You’ll see the following options:
-
Project Settings: You worked with project settings in Lesson 2.
-
Link Media: Use this to link offline filenames to their actual files or videotapes.
-
Make Offline: This allows you to convert an online file to offline.
-
Automate to Sequence: Use this to move selected files to a sequence, as you did in Lesson 5.
-
Import/Export Batch List: Use this to create or import a list of filenames.
-
Project Manager: You’ll work with the Project Manager in this lesson.
-
Remove Unused: This is a quick and easy way to clean up your project. Choose it to remove any assets from the Project panel that you are not using in your project.
-
- Choose Export Batch List, accept the default name and location (the current project folder), and click Save.
That creates a comma-delimited or comma-separated value (CSV) file that you can read with most text editors. The content is simply the filenames, timecodes, and original source tape names (if any). The Batch list stores only audio and video filenames, not graphics or images.
- Choose Import Batch List from the Project menu, and double-click Adobe Premiere Pro Batch List.csv (the file you just created
in step 4).
The Batch List Settings dialog opens.
- Accept the defaults, which should be the same as your sequence settings, as shown here. Click OK.
This adds a new bin to the Project panel.
- Open the Adobe Premiere Pro Batch List bin.
The status of each clip is Offline, which is evident because of the icon next to each clip.
- Click bike low shot.mov in the Adobe Premiere Pro Batch bin.
- Choose Project > Link Media.
- In the Link Media dialog, navigate to the Lesson 17 folder, and double-click bike low shot.mov.
Making a clip offline
It’s possible to purposely make clips offline and still work with them in the Timeline. This can be useful for saving disk space while working in the early stages of a project or for relinking to a clip that is being reshot.
- Delete the Adobe Premiere Pro Batch bin you just imported.
- Click the bike cable shot1.mov clip in the Project panel to select it.

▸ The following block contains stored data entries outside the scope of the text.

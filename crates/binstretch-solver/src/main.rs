// Copyright (c) 2025 Felix Kahle.
//
// Permission is hereby granted, free of charge, to any person obtaining
// a copy of this software and associated documentation files (the
// "Software"), to deal in the Software without restriction, including
// without limitation the rights to use, copy, modify, merge, publish,
// distribute, sublicense, and/or sell copies of the Software, and to
// permit persons to whom the Software is furnished to do so, subject to
// the following conditions:
//
// The above copyright notice and this permission notice shall be
// included in all copies or substantial portions of the Software.
//
// THE SOFTWARE IS PROVIDED "AS IS", WITHOUT WARRANTY OF ANY KIND,
// EXPRESS OR IMPLIED, INCLUDING BUT NOT LIMITED TO THE WARRANTIES OF
// MERCHANTABILITY, FITNESS FOR A PARTICULAR PURPOSE AND
// NONINFRINGEMENT. IN NO EVENT SHALL THE AUTHORS OR COPYRIGHT HOLDERS BE
// LIABLE FOR ANY CLAIM, DAMAGES OR OTHER LIABILITY, WHETHER IN AN ACTION
// OF CONTRACT, TORT OR OTHERWISE, ARISING FROM, OUT OF OR IN CONNECTION
// WITH THE SOFTWARE OR THE USE OR OTHER DEALINGS IN THE SOFTWARE.

use binstretch_solver::{
    config::{BackendKind, ConfigError, MemoSetting, SolverConfig},
    solver::Solver,
};
use clap::{ArgAction, Parser};
use std::{path::PathBuf, process::ExitCode};

/// Finds the largest stretching factor an adversary can force in online
/// bin stretching with the given number of bins.
#[derive(Parser, Debug)]
#[command(name = "binstretch", version, about)]
struct Cli {
    /// Bin capacity (items of size 1, 2, ..., CAPACITY are allowed)
    capacity: i64,

    /// Number of bins
    bins: usize,

    /// Offer only a random subset of N sizes from 1..=CAPACITY
    #[arg(short = 'r', long = "random", value_name = "N")]
    random: Option<usize>,

    /// Seed for the random subset
    #[arg(long)]
    seed: Option<u64>,

    /// Exact feasibility backend
    #[arg(long, value_enum)]
    backend: Option<BackendKind>,

    /// Load the search starts to improve on [default: floor(4 * CAPACITY / 3)]
    #[arg(long, value_name = "L")]
    lower_bound: Option<i64>,

    /// Upper end of the search window [default: 2 * CAPACITY]
    #[arg(long, value_name = "U")]
    ceiling: Option<i64>,

    /// Memoization policy
    #[arg(long, value_enum)]
    memo: Option<MemoSetting>,

    /// Write the explored decision tree as Graphviz DOT
    #[arg(long, value_name = "FILE")]
    dot: Option<PathBuf>,

    /// JSON configuration file; command line flags take precedence
    #[arg(long, value_name = "FILE")]
    config: Option<PathBuf>,

    /// Seconds between progress lines
    #[arg(long, value_name = "SECS")]
    log_interval: Option<u64>,

    /// Increase logging verbosity (-v info, -vv debug, -vvv trace)
    #[arg(short, long, action = ArgAction::Count)]
    verbose: u8,
}

impl Cli {
    fn into_config(self) -> Result<SolverConfig, ConfigError> {
        let mut config = match &self.config {
            Some(path) => SolverConfig::from_json_file(path)?,
            None => SolverConfig::default(),
        };
        config.capacity = self.capacity;
        config.num_bins = self.bins;
        if self.random.is_some() {
            config.random_weights = self.random;
        }
        if self.seed.is_some() {
            config.seed = self.seed;
        }
        if let Some(backend) = self.backend {
            config.backend = backend;
        }
        if self.lower_bound.is_some() {
            config.lower_bound = self.lower_bound;
        }
        if self.ceiling.is_some() {
            config.ceiling = self.ceiling;
        }
        if let Some(memo) = self.memo {
            config.memo = memo;
        }
        if self.dot.is_some() {
            config.dot = self.dot;
        }
        if let Some(secs) = self.log_interval {
            config.log_interval_secs = secs;
        }
        Ok(config)
    }
}

fn init_logging(verbose: u8) {
    let level = match verbose {
        0 => "warn",
        1 => "info",
        2 => "debug",
        _ => "trace",
    };
    env_logger::Builder::from_env(env_logger::Env::default().default_filter_or(level))
        .format_timestamp_millis()
        .init();
}

fn main() -> ExitCode {
    let cli = Cli::parse();
    let verbose = cli.verbose;
    init_logging(verbose);

    let config = match cli.into_config() {
        Ok(config) => config,
        Err(e) => {
            log::error!("{}", e);
            eprintln!("error: {e}");
            return ExitCode::FAILURE;
        }
    };

    match Solver::new(config).run() {
        Ok(report) => {
            println!("{report}");
            if verbose > 0 {
                println!();
                print!("{}", report.outcome().statistics());
            }
            ExitCode::SUCCESS
        }
        Err(e) => {
            log::error!("{}", e);
            eprintln!("error: {e}");
            ExitCode::FAILURE
        }
    }
}
// Copyright (c) 2025 Felix Kahle.
//
// Permission is hereby granted, free of charge, to any person obtaining
// a copy of this software and associated documentation files (the
// "Software"), to deal in the Software without restriction, including
// without limitation the rights to use, copy, modify, merge, publish,
// distribute, sublicense, and/or sell copies of the Software, and to
// permit persons to whom the Software is furnished to do so, subject to
// the following conditions:
//
// The above copyright notice and this permission notice shall be
// included in all copies or substantial portions of the Software.
//
// THE SOFTWARE IS PROVIDED "AS IS", WITHOUT WARRANTY OF ANY KIND,
// EXPRESS OR IMPLIED, INCLUDING BUT NOT LIMITED TO THE WARRANTIES OF
// MERCHANTABILITY, FITNESS FOR A PARTICULAR PURPOSE AND
// NONINFRINGEMENT. IN NO EVENT SHALL THE AUTHORS OR COPYRIGHT HOLDERS BE
// LIABLE FOR ANY CLAIM, DAMAGES OR OTHER LIABILITY, WHETHER IN AN ACTION
// OF CONTRACT, TORT OR OTHERWISE, ARISING FROM, OUT OF OR IN CONNECTION
// WITH THE SOFTWARE OR THE USE OR OTHER DEALINGS IN THE SOFTWARE.

/// A trait for integer types that have a constant representing 0.
pub trait Zero {
    /// The constant representing 0 for the implementing type.
    const ZERO: Self;
}

/// A trait for integer types that have a constant representing 2.
///
/// Sizes are compared against half the capacity as `2 * size` so that
/// odd capacities never need a division.
pub trait Two {
    /// The constant representing 2 for the implementing type.
    const TWO: Self;
}

macro_rules! impl_const_for {
    ($trait_name:ident, $const_name:ident, $value:expr, $($t:ty),*) => {
        $(
            impl $trait_name for $t {
                const $const_name: Self = $value;
            }
        )*
    };
}

impl_const_for!(Zero, ZERO, 0, i8, u8, i16, u16, i32, u32, i64, u64, i128, u128, isize, usize);
impl_const_for!(Two, TWO, 2, i8, u8, i16, u16, i32, u32, i64, u64, i128, u128, isize, usize);

#[cfg(test)]
mod tests {
    use super::*;

    #[test]
    fn test_constants_match_literals() {
        assert_eq!(<i64 as Zero>::ZERO, 0);
        assert_eq!(<i16 as Two>::TWO, 2);
        assert_eq!(<u64 as Zero>::ZERO, 0);
    }
}
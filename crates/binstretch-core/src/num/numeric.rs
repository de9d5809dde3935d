// Copyright (c) 2025 Felix Kahle.
//
// Permission is hereby granted, free of charge, to any person obtaining
// a copy of this software and associated documentation files (the
// "Software"), to deal in the Software without restriction, including
// without limitation the rights to use, copy, modify, merge, publish,
// distribute, sublicense, and/or sell copies of the Software, and to
// permit persons to whom the Software is furnished to do so, subject to
// the following conditions:
//
// The above copyright notice and this permission notice shall be
// included in all copies or substantial portions of the Software.
//
// THE SOFTWARE IS PROVIDED "AS IS", WITHOUT WARRANTY OF ANY KIND,
// EXPRESS OR IMPLIED, INCLUDING BUT NOT LIMITED TO THE WARRANTIES OF
// MERCHANTABILITY, FITNESS FOR A PARTICULAR PURPOSE AND
// NONINFRINGEMENT. IN NO EVENT SHALL THE AUTHORS OR COPYRIGHT HOLDERS BE
// LIABLE FOR ANY CLAIM, DAMAGES OR OTHER LIABILITY, WHETHER IN AN ACTION
// OF CONTRACT, TORT OR OTHERWISE, ARISING FROM, OUT OF OR IN CONNECTION
// WITH THE SOFTWARE OR THE USE OR OTHER DEALINGS IN THE SOFTWARE.

//! # Stretch Numeric Trait
//!
//! Unified bounds for the size type used by items, bins and the search.
//! Sizes are signed because the adversary search deliberately lets the
//! decision maker over-fill a bin past its nominal capacity, which drives
//! that bin's remaining capacity below zero.
//!
//! Requires `PrimInt + Signed + FromPrimitive` for the numeric
//! fundamentals, `Hash` so sizes can be part of memoization keys, and the
//! by-value arithmetic traits from `ops`.

use crate::num::{
    constants::{Two, Zero},
    ops::{checked_arithmetic, saturating_arithmetic},
};
use num_traits::{FromPrimitive, PrimInt, Signed};
use std::hash::Hash;

/// A trait alias for integer types usable as item sizes and capacities.
/// These are the signed primitive integers `i8`, `i16`, `i32`, `i64`,
/// `i128` and `isize`.
pub trait StretchNumeric:
    PrimInt
    + Signed
    + FromPrimitive
    + std::fmt::Debug
    + std::fmt::Display
    + Zero
    + Two
    + saturating_arithmetic::SaturatingAddVal
    + saturating_arithmetic::SaturatingMulVal
    + checked_arithmetic::CheckedSubVal
    + checked_arithmetic::CheckedMulVal
    + Send
    + Sync
    + Hash
    + 'static
{
}

impl<T> StretchNumeric for T where
    T: PrimInt
        + Signed
        + FromPrimitive
        + std::fmt::Debug
        + std::fmt::Display
        + Zero
        + Two
        + saturating_arithmetic::SaturatingAddVal
        + saturating_arithmetic::SaturatingMulVal
        + checked_arithmetic::CheckedSubVal
        + checked_arithmetic::CheckedMulVal
        + Send
        + Sync
        + Hash
        + 'static
{
}

/// Converts a `usize` count into the size type.
///
/// # Panics
///
/// Panics if `count` does not fit into `T`.
#[inline]
pub fn from_count<T>(count: usize) -> T
where
    T: StretchNumeric,
{
    match T::from_usize(count) {
        Some(v) => v,
        None => panic!(
            "called `from_count` with a count that does not fit the size type: {}",
            count
        ),
    }
}
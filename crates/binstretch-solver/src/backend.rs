// Copyright (c) 2025 Felix Kahle.
//
// Permission is hereby granted, free of charge, to any person obtaining
// a copy of this software and associated documentation files (the
// "Software"), to deal in the Software without restriction, including
// without limitation the rights to use, copy, modify, merge, publish,
// distribute, sublicense, and/or sell copies of the Software, and to
// permit persons to whom the Software is furnished to do so, subject to
// the following conditions:
//
// The above copyright notice and this permission notice shall be
// included in all copies or substantial portions of the Software.
//
// THE SOFTWARE IS PROVIDED "AS IS", WITHOUT WARRANTY OF ANY KIND,
// EXPRESS OR IMPLIED, INCLUDING BUT NOT LIMITED TO THE WARRANTIES OF
// MERCHANTABILITY, FITNESS FOR A PARTICULAR PURPOSE AND
// NONINFRINGEMENT. IN NO EVENT SHALL THE AUTHORS OR COPYRIGHT HOLDERS BE
// LIABLE FOR ANY CLAIM, DAMAGES OR OTHER LIABILITY, WHETHER IN AN ACTION
// OF CONTRACT, TORT OR OTHERWISE, ARISING FROM, OUT OF OR IN CONNECTION
// WITH THE SOFTWARE OR THE USE OR OTHER DEALINGS IN THE SOFTWARE.

//! Backend selection.
//!
//! The oracle's exact tier is chosen once from `BackendKind` and injected as
//! a boxed trait object; the search itself never branches on the kind.

use crate::{config::BackendKind, error::SolverError};
use binstretch_oracle::backend::{FeasibilityBackend, search::SearchBackend};

/// A type-erased exact feasibility backend.
pub type DynBackend = Box<dyn FeasibilityBackend<i64>>;

/// Instantiates the backend of the given kind.
///
/// # Errors
///
/// Returns `SolverError::BackendUnavailable` if the backend was not
/// compiled in.
pub fn make_backend(kind: BackendKind) -> Result<DynBackend, SolverError> {
    match kind {
        BackendKind::Search => Ok(Box::new(SearchBackend::new())),
        BackendKind::Milp => milp_backend(),
    }
}

#[cfg(feature = "milp")]
#[inline]
fn milp_backend() -> Result<DynBackend, SolverError> {
    Ok(Box::new(binstretch_oracle::backend::milp::MilpBackend::new()))
}

#[cfg(not(feature = "milp"))]
#[inline]
fn milp_backend() -> Result<DynBackend, SolverError> {
    Err(SolverError::BackendUnavailable(BackendKind::Milp))
}

#[cfg(test)]
mod tests {
    use super::*;

    #[test]
    fn test_search_backend_is_always_available() {
        let backend = make_backend(BackendKind::Search).unwrap();
        assert_eq!(backend.name(), "search");
    }

    #[cfg(not(feature = "milp"))]
    #[test]
    fn test_milp_unavailable_without_feature() {
        assert!(matches!(
            make_backend(BackendKind::Milp),
            Err(SolverError::BackendUnavailable(BackendKind::Milp))
        ));
    }

    #[cfg(feature = "milp")]
    #[test]
    fn test_milp_available_with_feature() {
        let backend = make_backend(BackendKind::Milp).unwrap();
        assert_eq!(backend.name(), "milp");
    }
}
// Copyright (c) 2025 Felix Kahle.
//
// Permission is hereby granted, free of charge, to any person obtaining
// a copy of this software and associated documentation files (the
// "Software"), to deal in the Software without restriction, including
// without limitation the rights to use, copy, modify, merge, publish,
// distribute, sublicense, and/or sell copies of the Software, and to
// permit persons to whom the Software is furnished to do so, subject to
// the following conditions:
//
// The above copyright notice and this permission notice shall be
// included in all copies or substantial portions of the Software.
//
// THE SOFTWARE IS PROVIDED "AS IS", WITHOUT WARRANTY OF ANY KIND,
// EXPRESS OR IMPLIED, INCLUDING BUT NOT LIMITED TO THE WARRANTIES OF
// MERCHANTABILITY, FITNESS FOR A PARTICULAR PURPOSE AND
// NONINFRINGEMENT. IN NO EVENT SHALL THE AUTHORS OR COPYRIGHT HOLDERS BE
// LIABLE FOR ANY CLAIM, DAMAGES OR OTHER LIABILITY, WHETHER IN AN ACTION
// OF CONTRACT, TORT OR OTHERWISE, ARISING FROM, OUT OF OR IN CONNECTION
// WITH THE SOFTWARE OR THE USE OR OTHER DEALINGS IN THE SOFTWARE.

use binstretch_core::num::ops::saturating_arithmetic::SaturatingAddVal;
use std::time::Duration;

/// Statistics collected by a `FeasibilityOracle`.
#[derive(Debug, Clone, Default, PartialEq, Eq)]
pub struct OracleStatistics {
    /// Total feasibility queries.
    pub calls: u64,
    /// Queries answered by the trivial tier.
    pub trivial_resolutions: u64,
    /// Queries answered from the cache.
    pub cache_hits: u64,
    /// Queries answered by the heuristic tier.
    pub heuristic_resolutions: u64,
    /// Queries proven infeasible while building the exact model.
    pub model_resolutions: u64,
    /// Queries handed to the exact backend.
    pub exact_calls: u64,
    /// Time spent inside the exact backend.
    pub time_exact: Duration,
    /// Time spent inside the oracle overall.
    pub time_total: Duration,
}

impl OracleStatistics {
    #[inline]
    pub fn on_call(&mut self) {
        self.calls = self.calls.saturating_add_val(1);
    }

    #[inline]
    pub fn on_trivial_resolution(&mut self) {
        self.trivial_resolutions = self.trivial_resolutions.saturating_add_val(1);
    }

    #[inline]
    pub fn on_cache_hit(&mut self) {
        self.cache_hits = self.cache_hits.saturating_add_val(1);
    }

    #[inline]
    pub fn on_heuristic_resolution(&mut self) {
        self.heuristic_resolutions = self.heuristic_resolutions.saturating_add_val(1);
    }

    #[inline]
    pub fn on_model_resolution(&mut self) {
        self.model_resolutions = self.model_resolutions.saturating_add_val(1);
    }

    /// Records a backend call and the time it took.
    #[inline]
    pub fn on_exact_call(&mut self, elapsed: Duration) {
        self.exact_calls = self.exact_calls.saturating_add_val(1);
        self.time_exact = self.time_exact.saturating_add(elapsed);
    }

    #[inline]
    pub fn add_total_time(&mut self, elapsed: Duration) {
        self.time_total = self.time_total.saturating_add(elapsed);
    }
}

impl std::fmt::Display for OracleStatistics {
    fn fmt(&self, f: &mut std::fmt::Formatter<'_>) -> std::fmt::Result {
        writeln!(f, "Feasibility Oracle Statistics:")?;
        writeln!(f, "  Calls:                {}", self.calls)?;
        writeln!(f, "  Trivial resolutions:  {}", self.trivial_resolutions)?;
        writeln!(f, "  Cache hits:           {}", self.cache_hits)?;
        writeln!(f, "  Heuristic resolutions:{}", self.heuristic_resolutions)?;
        writeln!(f, "  Model resolutions:    {}", self.model_resolutions)?;
        writeln!(f, "  Exact calls:          {}", self.exact_calls)?;
        writeln!(f, "  Time (exact):         {:.2?}", self.time_exact)?;
        writeln!(f, "  Time (total):         {:.2?}", self.time_total)?;
        Ok(())
    }
}
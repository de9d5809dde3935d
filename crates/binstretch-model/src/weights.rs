// Copyright (c) 2025 Felix Kahle.
//
// Permission is hereby granted, free of charge, to any person obtaining
// a copy of this software and associated documentation files (the
// "Software"), to deal in the Software without restriction, including
// without limitation the rights to use, copy, modify, merge, publish,
// distribute, sublicense, and/or sell copies of the Software, and to
// permit persons to whom the Software is furnished to do so, subject to
// the following conditions:
//
// The above copyright notice and this permission notice shall be
// included in all copies or substantial portions of the Software.
//
// THE SOFTWARE IS PROVIDED "AS IS", WITHOUT WARRANTY OF ANY KIND,
// EXPRESS OR IMPLIED, INCLUDING BUT NOT LIMITED TO THE WARRANTIES OF
// MERCHANTABILITY, FITNESS FOR A PARTICULAR PURPOSE AND
// NONINFRINGEMENT. IN NO EVENT SHALL THE AUTHORS OR COPYRIGHT HOLDERS BE
// LIABLE FOR ANY CLAIM, DAMAGES OR OTHER LIABILITY, WHETHER IN AN ACTION
// OF CONTRACT, TORT OR OTHERWISE, ARISING FROM, OUT OF OR IN CONNECTION
// WITH THE SOFTWARE OR THE USE OR OTHER DEALINGS IN THE SOFTWARE.

//! The sizes the adversary may offer.

use crate::item::Item;
use binstretch_core::num::numeric::{StretchNumeric, from_count};
use rand::Rng;

/// A set of distinct item sizes in `1..=capacity`, sorted in descending
/// order. The adversary search tries weights in exactly this order.
#[derive(Clone, Debug, PartialEq, Eq)]
pub struct WeightUniverse<T> {
    weights: Vec<T>,
    capacity: T,
}

impl<T> WeightUniverse<T>
where
    T: StretchNumeric,
{
    /// Builds a universe from arbitrary sizes. Sizes that are not in
    /// `1..=capacity` are dropped and duplicates are merged.
    pub fn new<I>(capacity: T, sizes: I) -> Self
    where
        I: IntoIterator<Item = T>,
    {
        let mut weights: Vec<T> = sizes
            .into_iter()
            .filter(|&w| w > T::ZERO && w <= capacity)
            .collect();
        weights.sort_unstable_by(|a, b| b.cmp(a));
        weights.dedup();
        Self { weights, capacity }
    }

    /// Every size in `1..=capacity`.
    pub fn range(capacity: T) -> Self {
        let n = to_count(capacity);
        Self::new(capacity, (1..=n).map(from_count::<T>))
    }

    /// A uniformly random subset of `count` sizes from `1..=capacity`.
    /// Asking for more sizes than exist yields the full range.
    pub fn sample<R>(capacity: T, count: usize, rng: &mut R) -> Self
    where
        R: Rng + ?Sized,
    {
        let n = to_count(capacity);
        let amount = count.min(n);
        let picked = rand::seq::index::sample(rng, n, amount);
        Self::new(capacity, picked.into_iter().map(|i| from_count::<T>(i + 1)))
    }

    /// Returns the capacity the universe was built for.
    #[inline]
    pub fn capacity(&self) -> T {
        self.capacity
    }

    /// Returns the weights in descending order.
    #[inline]
    pub fn weights(&self) -> &[T] {
        &self.weights
    }

    /// Returns the number of weights.
    #[inline]
    pub fn len(&self) -> usize {
        self.weights.len()
    }

    /// Returns `true` if no weight is available.
    #[inline]
    pub fn is_empty(&self) -> bool {
        self.weights.is_empty()
    }

    /// Returns the largest weight, if any.
    #[inline]
    pub fn largest(&self) -> Option<T> {
        self.weights.first().copied()
    }

    /// Iterates over the weights as items, largest first.
    #[inline]
    pub fn items(&self) -> impl Iterator<Item = Item<T>> + '_ {
        self.weights.iter().map(|&w| Item::new(w))
    }
}

impl<T> std::fmt::Display for WeightUniverse<T>
where
    T: StretchNumeric,
{
    fn fmt(&self, f: &mut std::fmt::Formatter<'_>) -> std::fmt::Result {
        write!(f, "[")?;
        for (i, w) in self.weights.iter().enumerate() {
            if i > 0 {
                write!(f, ", ")?;
            }
            write!(f, "{}", w)?;
        }
        write!(f, "]")
    }
}

#[inline]
fn to_count<T>(capacity: T) -> usize
where
    T: StretchNumeric,
{
    match capacity.to_usize() {
        Some(n) => n,
        None => panic!(
            "called `WeightUniverse` constructor with a capacity that is not a valid count: {}",
            capacity
        ),
    }
}
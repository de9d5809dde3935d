// Copyright (c) 2025 Felix Kahle.
//
// Permission is hereby granted, free of charge, to any person obtaining
// a copy of this software and associated documentation files (the
// "Software"), to deal in the Software without restriction, including
// without limitation the rights to use, copy, modify, merge, publish,
// distribute, sublicense, and/or sell copies of the Software, and to
// permit persons to whom the Software is furnished to do so, subject to
// the following conditions:
//
// The above copyright notice and this permission notice shall be
// included in all copies or substantial portions of the Software.
//
// THE SOFTWARE IS PROVIDED "AS IS", WITHOUT WARRANTY OF ANY KIND,
// EXPRESS OR IMPLIED, INCLUDING BUT NOT LIMITED TO THE WARRANTIES OF
// MERCHANTABILITY, FITNESS FOR A PARTICULAR PURPOSE AND
// NONINFRINGEMENT. IN NO EVENT SHALL THE AUTHORS OR COPYRIGHT HOLDERS BE
// LIABLE FOR ANY CLAIM, DAMAGES OR OTHER LIABILITY, WHETHER IN AN ACTION
// OF CONTRACT, TORT OR OTHERWISE, ARISING FROM, OUT OF OR IN CONNECTION
// WITH THE SOFTWARE OR THE USE OR OTHER DEALINGS IN THE SOFTWARE.

/// Position of a bin inside a `BinConfiguration`.
///
/// Bins are anonymous to the search: the canonical key ignores their order,
/// so a `BinIndex` is only meaningful for the configuration it came from.
#[repr(transparent)]
#[derive(Clone, Copy, PartialEq, Eq, PartialOrd, Ord, Hash)]
pub struct BinIndex(usize);

impl BinIndex {
    #[inline(always)]
    pub const fn new(index: usize) -> Self {
        Self(index)
    }

    #[inline(always)]
    pub const fn get(self) -> usize {
        self.0
    }

    /// Iterates over the indices of `num_bins` bins in storage order.
    #[inline]
    pub fn range(num_bins: usize) -> impl DoubleEndedIterator<Item = BinIndex> + ExactSizeIterator {
        (0..num_bins).map(BinIndex)
    }
}

impl std::fmt::Debug for BinIndex {
    fn fmt(&self, f: &mut std::fmt::Formatter<'_>) -> std::fmt::Result {
        write!(f, "BinIndex({})", self.0)
    }
}

impl std::fmt::Display for BinIndex {
    fn fmt(&self, f: &mut std::fmt::Formatter<'_>) -> std::fmt::Result {
        write!(f, "BinIndex({})", self.0)
    }
}

impl From<usize> for BinIndex {
    #[inline]
    fn from(index: usize) -> Self {
        Self(index)
    }
}

impl From<BinIndex> for usize {
    #[inline]
    fn from(index: BinIndex) -> Self {
        index.0
    }
}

- Choose Project > Make Offline.
- In the Make Offline dialog, select Media Files Remain on Disk, and click OK.
The file becomes offline in the project but remains on the hard drive. Selecting Media Files Are Deleted takes the file offline and removes it from the hard drive. If you select that option and you want to use that file in a project, you’ll need to recapture it (or, in this case, copy it from the DVD).
- Move the current-time indicator over the first clip in the Timeline.
Note these two things:
- The clip remains in the project with all its effects applied. (The first clip has scaled motion and a transition at the end.)
- The Program Monitor displays a “Media offline” placeholder graphic for that clip.
This is useful if you work with massive files and want to speed up editing. The drawback is that you can’t see the video if you want to make frame-specific edits.